The effectiveness of the boycott is a function of relative power levels, not whether the corporation can take action to adjust the issue.

If it's made illegal to fire people for speech, I doubt people would have any qualms (assuming they have the purchasing power and scale) with driving the corporation to bankruptcy. Another corporation will take its place.

It's very hard to boycott a company into bankruptcy this way, and it never worked. Maybe a tiny startup, by scaring off backers. It's much easier to scare their PR HR to fire a person or do superficial changes. Companies have more power than a random employee, unless we're talking CEO level.
The point isn't the power over the corporation, the point is the power over the individual. But if the law makes it so they have no power over the individual, the motive to boycott won't exist.
It is indeed difficult to see how cancelling can be made illegal without curtailing political speech itself.

If there was an easy solution though, it would probably already be in place.

> Political speech, in particular, is supposed to be protected from this kind of treatment.

No, it is not. It is supposed to be protected from the government punishing you over it, any other requirements are purely made up.

> There's also an intermingling of private and public sphere, and firing someone for private legal behavior because some internet hive mind started a smear campaign also should not be lawful

So you would use the power of the state to suppress speech in the name of free speech? I don’t think you’ve thought through the long term consequences of this.

>No, it is not. It is supposed to be protected from the government punishing you over it, any other requirements are purely made up.

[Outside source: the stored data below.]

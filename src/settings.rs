//! Runtime configuration.
//!
//! Settings come from an optional TOML file; `PROMPY_API_URL` and
//! `PROMPY_DATA_DIR` override the file. Every field has a default, so an
//! empty file (or no file) is valid.

use std::path::{Path, PathBuf};
use std::time::Duration;

use anyhow::Context;
use serde::Deserialize;
use tracing::{debug, info};

use crate::analyzer::{
    default_rules, load_rules, AnalysisBackend, AnalysisRules, FillerStrategy, PromptAnalyzer,
    RemoteAnalyzer,
};
use crate::error::{PromptyError, Result};
use crate::history::{JsonFileStore, KeyValueStore, PromptHistory, SqliteStore, DEFAULT_CAPACITY};
use crate::workspace::PromptWorkspace;

pub const API_URL_ENV: &str = "PROMPY_API_URL";
pub const DATA_DIR_ENV: &str = "PROMPY_DATA_DIR";

#[derive(Debug, Clone, Copy, Default, PartialEq, Eq, Deserialize)]
#[serde(rename_all = "lowercase")]
pub enum BackendKind {
    #[default]
    Local,
    Remote,
}

#[derive(Debug, Clone, Copy, Default, PartialEq, Eq, Deserialize)]
#[serde(rename_all = "lowercase")]
pub enum StorageKind {
    #[default]
    Json,
    Sqlite,
}

#[derive(Debug, Clone, Deserialize)]
#[serde(default)]
pub struct Settings {
    pub backend: BackendKind,
    /// Base URL of the remote analysis service
    pub api_url: String,
    pub request_timeout_secs: u64,
    /// Delay before local analysis resolves, modelling a service round trip
    pub simulated_latency_ms: u64,
    pub storage: StorageKind,
    /// Defaults to the platform data directory plus `prompy`
    pub data_dir: Option<PathBuf>,
    pub history_capacity: usize,
    pub filler: FillerStrategy,
    /// Custom analysis rules; the embedded rules are used when unset
    pub rules_path: Option<PathBuf>,
}

impl Default for Settings {
    fn default() -> Self {
        Self {
            backend: BackendKind::Local,
            api_url: "http://localhost:8080".to_string(),
            request_timeout_secs: 60,
            simulated_latency_ms: 2000,
            storage: StorageKind::Json,
            data_dir: None,
            history_capacity: DEFAULT_CAPACITY,
            filler: FillerStrategy::Ordered,
            rules_path: None,
        }
    }
}

impl Settings {
    /// Read settings from a TOML file, then apply environment overrides.
    pub fn load(path: &Path) -> anyhow::Result<Self> {
        let content = std::fs::read_to_string(path)
            .with_context(|| format!("Failed to read settings file {:?}", path))?;
        let settings: Settings = toml::from_str(&content)
            .with_context(|| format!("Invalid settings file {:?}", path))?;
        info!("Loaded settings from {:?}", path);
        Ok(settings.apply_env())
    }

    /// Defaults plus environment overrides.
    pub fn from_env() -> Self {
        Self::default().apply_env()
    }

    pub fn apply_env(self) -> Self {
        self.apply_overrides(
            std::env::var(API_URL_ENV).ok(),
            std::env::var(DATA_DIR_ENV).ok(),
        )
    }

    fn apply_overrides(mut self, api_url: Option<String>, data_dir: Option<String>) -> Self {
        if let Some(url) = api_url.filter(|u| !u.trim().is_empty()) {
            debug!("Using API URL from {}", API_URL_ENV);
            self.api_url = url;
        }
        if let Some(dir) = data_dir.filter(|d| !d.trim().is_empty()) {
            debug!("Using data dir from {}", DATA_DIR_ENV);
            self.data_dir = Some(PathBuf::from(dir));
        }
        self
    }

    pub fn data_dir(&self) -> Result<PathBuf> {
        if let Some(ref dir) = self.data_dir {
            return Ok(dir.clone());
        }
        dirs::data_dir()
            .map(|d| d.join("prompy"))
            .ok_or_else(|| PromptyError::Config("No platform data directory available".to_string()))
    }

    pub fn rules(&self) -> Result<AnalysisRules> {
        match self.rules_path {
            Some(ref path) => load_rules(path)
                .map_err(|e| PromptyError::Config(format!("Failed to load rules {:?}: {:#}", path, e))),
            None => Ok(default_rules()),
        }
    }

    pub fn analysis_backend(&self) -> Result<AnalysisBackend> {
        let rules = self.rules()?;
        match self.backend {
            BackendKind::Local => {
                let analyzer = PromptAnalyzer::new(rules).with_filler(self.filler);
                Ok(AnalysisBackend::local_with_latency(
                    analyzer,
                    Duration::from_millis(self.simulated_latency_ms),
                ))
            }
            BackendKind::Remote => {
                let remote = RemoteAnalyzer::new(
                    &self.api_url,
                    Duration::from_secs(self.request_timeout_secs),
                    rules,
                )?;
                Ok(AnalysisBackend::Remote(remote))
            }
        }
    }

    pub fn open_store(&self) -> Result<Box<dyn KeyValueStore>> {
        let dir = self.data_dir()?;
        let store: Box<dyn KeyValueStore> = match self.storage {
            StorageKind::Json => Box::new(JsonFileStore::new(&dir.join("prompy-store.json"))),
            StorageKind::Sqlite => Box::new(SqliteStore::new(&dir.join("prompy.db"))?),
        };
        Ok(store)
    }

    pub fn open_history(&self) -> Result<PromptHistory<Box<dyn KeyValueStore>>> {
        Ok(PromptHistory::with_capacity(
            self.open_store()?,
            self.history_capacity,
        ))
    }

    pub fn open_workspace(&self) -> Result<PromptWorkspace<Box<dyn KeyValueStore>>> {
        Ok(PromptWorkspace::new(
            self.analysis_backend()?,
            self.open_history()?,
        ))
    }
}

The United States has an unusually robust legal protection of free speech in its constitution. It is the case that this only protects citizens from the state, and any other protections people imagine it provides are, as you state, 'purely made up.'

Even so, the First Amendment is based on a prior ethos of the value of free speech.

The philosopher, J.S. Mill, in his impassioned defense of freedom of speech saw both government and private actions as being threats to free speech, and advocated protections against both.

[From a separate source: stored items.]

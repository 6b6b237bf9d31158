//! The editing session that ties analysis to history.
//!
//! Holds the prompt being edited and the feedback on display. Each analysis
//! request gets a `RequestToken`; only the token from the most recent
//! request may update the displayed feedback or write history, so a slow
//! earlier request can never overwrite a newer result.

use tracing::{debug, info, warn};

use crate::analyzer::{AnalysisBackend, FeedbackRecord};
use crate::error::{PromptyError, Result};
use crate::history::{HistoryEntry, KeyValueStore, PromptHistory};

/// Identifies one analysis request and the prompt text it was made with.
#[derive(Debug, Clone, PartialEq, Eq)]
pub struct RequestToken {
    generation: u64,
    prompt: String,
}

impl RequestToken {
    pub fn generation(&self) -> u64 {
        self.generation
    }

    pub fn prompt(&self) -> &str {
        &self.prompt
    }
}

/// What happened to a finished request.
#[derive(Debug, Clone, PartialEq)]
pub enum Completion {
    /// Feedback is now displayed and recorded as this history entry
    Applied(HistoryEntry),
    /// A newer request superseded this one; its result was dropped
    Stale,
}

pub struct PromptWorkspace<S: KeyValueStore> {
    backend: AnalysisBackend,
    history: PromptHistory<S>,
    prompt: String,
    feedback: Option<FeedbackRecord>,
    latest: u64,
    in_flight: Option<u64>,
}

impl<S: KeyValueStore> PromptWorkspace<S> {
    pub fn new(backend: AnalysisBackend, history: PromptHistory<S>) -> Self {
        Self {
            backend,
            history,
            prompt: String::new(),
            feedback: None,
            latest: 0,
            in_flight: None,
        }
    }

    pub fn prompt(&self) -> &str {
        &self.prompt
    }

    pub fn set_prompt(&mut self, prompt: impl Into<String>) {
        self.prompt = prompt.into();
    }

    pub fn feedback(&self) -> Option<&FeedbackRecord> {
        self.feedback.as_ref()
    }

    pub fn history(&self) -> &PromptHistory<S> {
        &self.history
    }

    pub fn backend(&self) -> &AnalysisBackend {
        &self.backend
    }

    pub fn is_analyzing(&self) -> bool {
        self.in_flight.is_some()
    }

    /// Start an analysis of the current prompt.
    ///
    /// Rejects empty or whitespace-only prompts before any analysis runs.
    /// Clears the displayed feedback and supersedes any outstanding request.
    pub fn begin_analysis(&mut self) -> Result<RequestToken> {
        if self.prompt.trim().is_empty() {
            warn!("Rejected analysis of empty prompt");
            return Err(PromptyError::EmptyPrompt);
        }

        self.latest += 1;
        self.in_flight = Some(self.latest);
        self.feedback = None;
        debug!("Started analysis request {}", self.latest);

        Ok(RequestToken {
            generation: self.latest,
            prompt: self.prompt.clone(),
        })
    }

    /// Finish the request identified by `token` with its analysis result.
    ///
    /// Stale tokens are discarded whatever their result. For the current
    /// token an error is returned as-is; success updates the displayed
    /// feedback and records a history entry.
    pub fn complete_analysis(
        &mut self,
        token: RequestToken,
        result: Result<FeedbackRecord>,
    ) -> Result<Completion> {
        if token.generation != self.latest {
            info!(
                "Discarding stale analysis result {} (latest is {})",
                token.generation, self.latest
            );
            return Ok(Completion::Stale);
        }

        self.in_flight = None;
        let feedback = result?;
        self.feedback = Some(feedback.clone());

        let entry = self.history.record(&token.prompt, feedback)?;
        Ok(Completion::Applied(entry))
    }

    /// Validate, analyze and record the current prompt in one step.
    pub async fn submit(&mut self) -> Result<Completion> {
        let token = self.begin_analysis()?;
        let result = self.backend.analyze(token.prompt()).await;
        self.complete_analysis(token, result)
    }

    /// Clear the prompt and the displayed feedback.
    pub fn clear_prompt(&mut self) {
        self.prompt.clear();
        self.feedback = None;
    }

    /// Copy a history entry's prompt and feedback into the editing state.
    /// The stored entry is not touched.
    pub fn select_from_history(&mut self, id: &str) -> Result<()> {
        let entry = self
            .history
            .get(id)
            .ok_or_else(|| PromptyError::UnknownHistoryEntry(id.to_string()))?;

        self.prompt = entry.prompt.clone();
        self.feedback = Some(entry.feedback.clone());
        Ok(())
    }

    pub fn remove_from_history(&mut self, id: &str) -> Result<bool> {
        self.history.remove(id)
    }

    pub fn clear_history(&mut self) -> Result<()> {
        self.history.clear()
    }
}
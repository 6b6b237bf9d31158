pub mod analyzer;
mod error;
pub mod history;
pub mod settings;
pub mod workspace;

pub use analyzer::{AnalysisBackend, FeedbackRecord, PromptAnalyzer, ScoreTier, SignalSet};
pub use error::{PromptyError, Result};
pub use history::{HistoryEntry, KeyValueStore, PromptHistory};
pub use settings::Settings;
pub use workspace::{Completion, PromptWorkspace, RequestToken};

/// Install the global `tracing` subscriber.
///
/// Honors `RUST_LOG`, defaulting to `info`. Safe to call more than once.
pub fn init_logging() {
    let _ = tracing_subscriber::fmt()
        .with_env_filter(
            tracing_subscriber::EnvFilter::try_from_default_env()
                .unwrap_or_else(|_| tracing_subscriber::EnvFilter::new("info")),
        )
        .try_init();
}
//! The heuristic prompt analyzer.
//!
//! `PromptAnalyzer` runs the three stages in order: feature extraction,
//! scoring, narration. Every stage is total, so analysis never fails.

use tracing::debug;

use super::features::extract;
use super::narrative::{narrate, FillerStrategy};
use super::rules::AnalysisRules;
use super::scorer::score;
use super::types::{FeedbackRecord, SignalSet};

pub struct PromptAnalyzer {
    rules: AnalysisRules,
    filler: FillerStrategy,
}

impl PromptAnalyzer {
    /// Create an analyzer with the given rules (typically from `default_rules()`).
    pub fn new(rules: AnalysisRules) -> Self {
        Self {
            rules,
            filler: FillerStrategy::default(),
        }
    }

    pub fn with_filler(mut self, filler: FillerStrategy) -> Self {
        self.filler = filler;
        self
    }

    pub fn rules(&self) -> &AnalysisRules {
        &self.rules
    }

    pub fn signals(&self, prompt: &str) -> SignalSet {
        extract(prompt, &self.rules.signals)
    }

    /// Turn prompt text into a feedback record.
    pub fn analyze(&self, prompt: &str) -> FeedbackRecord {
        let signals = self.signals(prompt);
        let score = score(&signals, &self.rules.scoring);
        let narrative = narrate(&signals, score, prompt, &self.rules, self.filler);

        debug!(
            "Analyzed prompt: words={}, score={}, strengths={}, improvements={}, tags={:?}",
            signals.word_count,
            score,
            narrative.strengths.len(),
            narrative.improvements.len(),
            narrative.tags
        );

        FeedbackRecord {
            score,
            strengths: narrative.strengths,
            improvements: narrative.improvements,
            tags: narrative.tags,
            summary: narrative.summary,
        }
    }
}

impl Default for PromptAnalyzer {
    fn default() -> Self {
        Self::new(super::rules::default_rules())
    }
}
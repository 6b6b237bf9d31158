//! Client for the remote analysis service (`POST /api/chat`).
//!
//! The service answers with an envelope such as
//! `{ "isSuccess": true, "chat_response": "{\"score\": 7, ...}" }`.
//! The feedback may sit under `feedback` or `chat_response`, either as an
//! object or as a JSON-encoded string. Anything that does not carry a
//! truthy numeric score and three string arrays is rejected, never patched.

use std::time::Duration;

use serde_json::{json, Value};
use tracing::{error, info};
use url::Url;

use super::narrative::summary_for;
use super::rules::AnalysisRules;
use super::types::FeedbackRecord;
use crate::error::{PromptyError, Result};

pub struct RemoteAnalyzer {
    client: reqwest::Client,
    endpoint: Url,
    rules: AnalysisRules,
}

impl RemoteAnalyzer {
    /// Build a client for the service rooted at `base_url`.
    ///
    /// `rules` supplies the summary sentences, since the service does not
    /// return one.
    pub fn new(base_url: &str, timeout: Duration, rules: AnalysisRules) -> Result<Self> {
        let endpoint = chat_endpoint(base_url)?;
        let client = reqwest::Client::builder()
            .timeout(timeout)
            .build()
            .map_err(|e| PromptyError::Config(format!("Failed to build HTTP client: {}", e)))?;

        Ok(Self {
            client,
            endpoint,
            rules,
        })
    }

    pub fn endpoint(&self) -> &Url {
        &self.endpoint
    }

    /// Send the prompt to the service and validate what comes back.
    pub async fn analyze(&self, prompt: &str) -> Result<FeedbackRecord> {
        info!("Submitting prompt to {}", self.endpoint);

        let response = self
            .client
            .post(self.endpoint.clone())
            .json(&json!({ "prompt": prompt }))
            .send()
            .await
            .map_err(|e| {
                let msg = if e.is_timeout() {
                    format!("timeout calling {}", self.endpoint)
                } else {
                    format!("{} ({})", e, self.endpoint)
                };
                error!("Analysis request failed: {}", msg);
                PromptyError::Transport(msg)
            })?;

        let status = response.status();
        if !status.is_success() {
            let body = response
                .text()
                .await
                .unwrap_or_else(|_| "<failed to read body>".to_string());
            error!("Analysis service returned {}", status);
            return Err(PromptyError::HttpStatus {
                status: status.as_u16(),
                body: truncate(&body, 1024),
            });
        }

        let body = response
            .text()
            .await
            .map_err(|e| PromptyError::Transport(format!("Failed to read response body: {}", e)))?;

        let mut feedback = parse_chat_response(&body).inspect_err(|e| {
            error!("Rejected analysis response: {}", e);
        })?;
        feedback.summary = summary_for(feedback.score, &self.rules).to_string();

        info!("Remote analysis complete: score={}", feedback.score);
        Ok(feedback)
    }
}

fn chat_endpoint(base_url: &str) -> Result<Url> {
    let joined = format!("{}/api/chat", base_url.trim_end_matches('/'));
    Url::parse(&joined)
        .map_err(|e| PromptyError::Config(format!("Invalid API URL '{}': {}", base_url, e)))
}

/// Parse a response envelope into feedback (summary left empty).
pub fn parse_chat_response(body: &str) -> Result<FeedbackRecord> {
    let envelope: Value = serde_json::from_str(body).map_err(|e| {
        PromptyError::InvalidResponse(format!(
            "body is not JSON: {}. Body: {}",
            e,
            truncate(body, 500)
        ))
    })?;

    let success = envelope
        .get("success")
        .and_then(Value::as_bool)
        .or_else(|| envelope.get("isSuccess").and_then(Value::as_bool));
    if success == Some(false) {
        let reason = envelope
            .get("error")
            .and_then(Value::as_str)
            .unwrap_or("no error message");
        return Err(PromptyError::RemoteFailure(reason.to_string()));
    }

    let payload = envelope
        .get("feedback")
        .or_else(|| envelope.get("chat_response"))
        .ok_or_else(|| PromptyError::InvalidResponse("missing feedback object".to_string()))?;

    match payload {
        Value::String(encoded) => {
            let decoded: Value = serde_json::from_str(encoded).map_err(|e| {
                PromptyError::InvalidResponse(format!("feedback string is not JSON: {}", e))
            })?;
            validate_feedback(&decoded)
        }
        other => validate_feedback(other),
    }
}

/// Check the feedback shape: truthy numeric score, three string arrays.
pub fn validate_feedback(value: &Value) -> Result<FeedbackRecord> {
    let score = value
        .get("score")
        .and_then(Value::as_f64)
        .filter(|s| *s != 0.0 && s.is_finite())
        .ok_or_else(|| {
            PromptyError::InvalidResponse("missing required fields or incorrect types: score".to_string())
        })?;

    Ok(FeedbackRecord {
        score,
        strengths: string_array(value, "strengths")?,
        improvements: string_array(value, "improvements")?,
        tags: string_array(value, "tags")?,
        summary: String::new(),
    })
}

fn string_array(value: &Value, field: &str) -> Result<Vec<String>> {
    let items = value.get(field).and_then(Value::as_array).ok_or_else(|| {
        PromptyError::InvalidResponse(format!(
            "missing required fields or incorrect types: {}",
            field
        ))
    })?;

    items
        .iter()
        .map(|item| {
            item.as_str().map(str::to_string).ok_or_else(|| {
                PromptyError::InvalidResponse(format!("{} must contain only strings", field))
            })
        })
        .collect()
}

fn truncate(text: &str, max_chars: usize) -> String {
    if text.chars().count() > max_chars {
        let cut: String = text.chars().take(max_chars).collect();
        format!("{}...", cut)
    } else {
        text.to_string()
    }
}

There is an adage which has been much repeated in recent years that freedom of speech does not imply freedom from consequences. That depends on what those 'consequences' are. One may disagree, argue back, or even block a person with whom you disagree, but it crosses a line when you respond by trying to destroy a person whose views you reject.

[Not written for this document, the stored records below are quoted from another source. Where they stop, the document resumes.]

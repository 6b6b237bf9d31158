use chrono::Utc;
use tracing::{debug, info, warn};

use super::backend::KeyValueStore;
use super::types::HistoryEntry;
use crate::analyzer::FeedbackRecord;
use crate::error::Result;

/// Key the serialized history array is stored under.
pub const HISTORY_KEY: &str = "prompy-history";

/// Maximum number of entries kept; older ones are evicted on insert.
pub const DEFAULT_CAPACITY: usize = 50;

/// Bounded, most-recent-first log of analyzed prompts.
///
/// The whole log is written to the backing store after every mutation, and
/// the in-memory copy only changes once that write has succeeded.
pub struct PromptHistory<S: KeyValueStore> {
    store: S,
    entries: Vec<HistoryEntry>,
    capacity: usize,
}

impl<S: KeyValueStore> PromptHistory<S> {
    /// Open the history held in `store`, recovering from corrupt content.
    pub fn open(store: S) -> Self {
        Self::with_capacity(store, DEFAULT_CAPACITY)
    }

    pub fn with_capacity(store: S, capacity: usize) -> Self {
        let mut history = Self {
            store,
            entries: Vec::new(),
            capacity: capacity.max(1),
        };
        history.load();
        history
    }

    /// Re-read the persisted log, most recent first.
    ///
    /// Unparseable content is treated as an empty history and the persisted
    /// value is reset to an empty array. A failed read also yields an empty
    /// history but leaves the stored value untouched.
    pub fn load(&mut self) -> Vec<HistoryEntry> {
        let raw = match self.store.get(HISTORY_KEY) {
            Ok(raw) => raw,
            Err(e) => {
                warn!("Failed to read history, starting empty: {}", e);
                self.entries.clear();
                return Vec::new();
            }
        };

        self.entries = match raw {
            None => Vec::new(),
            Some(json) => match serde_json::from_str::<Vec<HistoryEntry>>(&json) {
                Ok(entries) => entries,
                Err(e) => {
                    warn!("Failed to parse history, resetting: {}", e);
                    self.reset_corrupt();
                    Vec::new()
                }
            },
        };

        debug!("Loaded {} history entries", self.entries.len());
        self.entries.clone()
    }

    fn reset_corrupt(&mut self) {
        self.entries.clear();
        if let Err(e) = self.store.set(HISTORY_KEY, "[]") {
            warn!("Failed to reset corrupt history: {}", e);
        }
    }

    pub fn entries(&self) -> &[HistoryEntry] {
        &self.entries
    }

    pub fn get(&self, id: &str) -> Option<&HistoryEntry> {
        self.entries.iter().find(|e| e.id == id)
    }

    pub fn len(&self) -> usize {
        self.entries.len()
    }

    pub fn is_empty(&self) -> bool {
        self.entries.is_empty()
    }

    pub fn capacity(&self) -> usize {
        self.capacity
    }

    /// Prepend `entry`, evict anything beyond capacity, persist.
    pub fn add(&mut self, entry: HistoryEntry) -> Result<()> {
        let mut next = Vec::with_capacity(self.entries.len() + 1);
        next.push(entry);
        next.extend(self.entries.iter().cloned());

        if next.len() > self.capacity {
            let evicted = next.len() - self.capacity;
            next.truncate(self.capacity);
            info!("Evicted {} oldest history entries", evicted);
        }

        self.persist(&next)?;
        self.entries = next;
        Ok(())
    }

    /// Create an entry for a fresh analysis and add it.
    ///
    /// The id is the current time in epoch milliseconds, bumped past the
    /// newest entry's id so ids stay strictly increasing.
    pub fn record(&mut self, prompt: &str, feedback: FeedbackRecord) -> Result<HistoryEntry> {
        let now = Utc::now().timestamp_millis();
        let newest = self
            .entries
            .first()
            .and_then(|e| e.id.parse::<i64>().ok())
            .unwrap_or(i64::MIN);
        let id = now.max(newest.saturating_add(1));

        let entry = HistoryEntry::new(id.to_string(), prompt, feedback);
        self.add(entry.clone())?;
        info!("Recorded history entry {} (score {})", entry.id, entry.feedback.score);
        Ok(entry)
    }

    /// Delete the entry with `id`. Returns false, and writes nothing, if absent.
    pub fn remove(&mut self, id: &str) -> Result<bool> {
        if self.get(id).is_none() {
            debug!("No history entry {} to remove", id);
            return Ok(false);
        }

        let next: Vec<HistoryEntry> = self.entries.iter().filter(|e| e.id != id).cloned().collect();
        self.persist(&next)?;
        self.entries = next;
        info!("Removed history entry {}", id);
        Ok(true)
    }

    pub fn clear(&mut self) -> Result<()> {
        self.persist(&[])?;
        let cleared = self.entries.len();
        self.entries.clear();
        info!("Cleared {} history entries", cleared);
        Ok(())
    }

    fn persist(&mut self, entries: &[HistoryEntry]) -> Result<()> {
        let json = serde_json::to_string(entries)?;
        self.store.set(HISTORY_KEY, &json)
    }

    /// Direct access to the backing store.
    pub fn store(&self) -> &S {
        &self.store
    }
}

#[cfg(test)]
mod tests {
    use super::*;
    use crate::error::PromptyError;
    use crate::history::{JsonFileStore, MemoryStore};
    use tempfile::TempDir;

    /// Store whose reads always fail; counts attempted writes.
    #[derive(Default)]
    struct UnreadableStore {
        writes: usize,
    }

    impl KeyValueStore for UnreadableStore {
        fn get(&self, _key: &str) -> Result<Option<String>> {
            Err(PromptyError::Storage("database is locked".to_string()))
        }

        fn set(&mut self, _key: &str, _value: &str) -> Result<()> {
            self.writes += 1;
            Ok(())
        }
    }

    fn feedback(score: f64) -> FeedbackRecord {
        FeedbackRecord {
            score,
            strengths: vec!["Clear objective".into(), "Good starting point".into()],
            improvements: vec!["Add more detail".into(), "Add examples".into()],
            tags: vec!["coding".into(), "design".into(), "writing".into()],
            summary: "Adequate prompt".into(),
        }
    }

    fn entry(id: &str) -> HistoryEntry {
        HistoryEntry::new(id, format!("prompt {}", id), feedback(5.0))
    }

    #[test]
    fn test_add_prepends() {
        let mut history = PromptHistory::open(MemoryStore::new());
        history.add(entry("1")).unwrap();
        history.add(entry("2")).unwrap();

        let loaded = history.load();
        assert_eq!(loaded[0].id, "2");
        assert_eq!(loaded[1].id, "1");
    }

    #[test]
    fn test_eviction_keeps_fifty_newest() {
        let mut history = PromptHistory::open(MemoryStore::new());
        for i in 0..51 {
            history.add(entry(&i.to_string())).unwrap();
        }

        let loaded = history.load();
        assert_eq!(loaded.len(), 50);
        assert_eq!(loaded[0].id, "50");
        assert_eq!(loaded[49].id, "1");
        assert!(history.get("0").is_none());
    }

    #[test]
    fn test_custom_capacity() {
        let mut history = PromptHistory::with_capacity(MemoryStore::new(), 2);
        for id in ["a", "b", "c"] {
            history.add(entry(id)).unwrap();
        }
        let ids: Vec<&str> = history.entries().iter().map(|e| e.id.as_str()).collect();
        assert_eq!(ids, vec!["c", "b"]);
    }

    #[test]
    fn test_remove_preserves_order() {
        let mut history = PromptHistory::open(MemoryStore::new());
        for id in ["1", "2", "3"] {
            history.add(entry(id)).unwrap();
        }

        assert!(history.remove("2").unwrap());
        let ids: Vec<String> = history.load().into_iter().map(|e| e.id).collect();
        assert_eq!(ids, vec!["3", "1"]);
    }

    #[test]
    fn test_remove_missing_is_noop() {
        let mut history = PromptHistory::open(MemoryStore::new());
        history.add(entry("1")).unwrap();
        let before = history.store().get(HISTORY_KEY).unwrap();

        assert!(!history.remove("nope").unwrap());
        assert_eq!(history.len(), 1);
        assert_eq!(history.store().get(HISTORY_KEY).unwrap(), before);
    }

    #[test]
    fn test_clear_persists_empty_array() {
        let mut history = PromptHistory::open(MemoryStore::new());
        history.add(entry("1")).unwrap();
        history.clear().unwrap();

        assert!(history.is_empty());
        assert_eq!(history.store().get(HISTORY_KEY).unwrap().as_deref(), Some("[]"));
        assert!(history.load().is_empty());
    }

    #[test]
    fn test_corrupt_history_resets() {
        let mut store = MemoryStore::new();
        store.set(HISTORY_KEY, "{definitely not an array").unwrap();

        let history = PromptHistory::open(store);
        assert!(history.is_empty());
        assert_eq!(history.store().get(HISTORY_KEY).unwrap().as_deref(), Some("[]"));
    }

    #[test]
    fn test_read_failure_does_not_overwrite() {
        let mut history = PromptHistory::open(UnreadableStore::default());
        assert!(history.is_empty());
        assert_eq!(history.store().writes, 0);

        assert!(history.load().is_empty());
        assert_eq!(history.store().writes, 0);
    }

    #[test]
    fn test_wrong_shape_resets() {
        let mut store = MemoryStore::new();
        store.set(HISTORY_KEY, r#"[{"id": 1}]"#).unwrap();

        let history = PromptHistory::open(store);
        assert!(history.is_empty());
        assert_eq!(history.store().get(HISTORY_KEY).unwrap().as_deref(), Some("[]"));
    }

    #[test]
    fn test_record_ids_strictly_increase() {
        let mut history = PromptHistory::open(MemoryStore::new());
        let mut last = i64::MIN;
        for _ in 0..10 {
            let e = history.record("same millisecond", feedback(6.0)).unwrap();
            let id: i64 = e.id.parse().unwrap();
            assert!(id > last);
            last = id;
        }
        assert_eq!(history.len(), 10);
    }

    #[test]
    fn test_persists_across_reopen() {
        let dir = TempDir::new().unwrap();
        let path = dir.path().join("store.json");
        {
            let mut history = PromptHistory::open(JsonFileStore::new(&path));
            history.record("Build a CLI", feedback(7.0)).unwrap();
        }

        let history = PromptHistory::open(JsonFileStore::new(&path));
        assert_eq!(history.len(), 1);
        assert_eq!(history.entries()[0].prompt, "Build a CLI");
        assert_eq!(history.entries()[0].feedback.score, 7.0);
    }
}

> any other requirements are purely made up.

Protection from the government punishing you over political speech is "purely made up" as well. All laws in all countries are "purely made up", humans made them so.

It’s fairly obvious from the context that we’re talking about the American tradition of free speech, and the jurisprudence around it. So in this case “made up” means “there is no case law to support your assertion about how the principle of free speech should work in American law”. I find an attempt to assert that all laws are made up kind of lazy side stepping of bother the issue at hand and kind of annoying.

Furthermore, even if one just decides to YOLO a few centuries of American jurisprudence on the matter, one will quickly find oneself either advocating for authoritarianism, or recreating our existing speech system from scratch. Those are the only two logical outcomes that can come from an assertion that one parties speech should be suppressed in order to “protect” (promote, imho) the speech of another group.

> It’s fairly obvious

But why? Do people from other countries deserve to have their digital pasts weaponized? That was absolutely not obvious to me.

> But why?

Because the top article is a NYT article, and this forum is largely American in composition. There are interesting discussions about free speech rights in other countries, but in this case it’s reasonable to assume an American context.

> Do people from other countries deserve to have their digital pasts weaponized

I’ll remind you that presuming good faith is a rule here, this is a nakedly bad faith interpretation of what I said.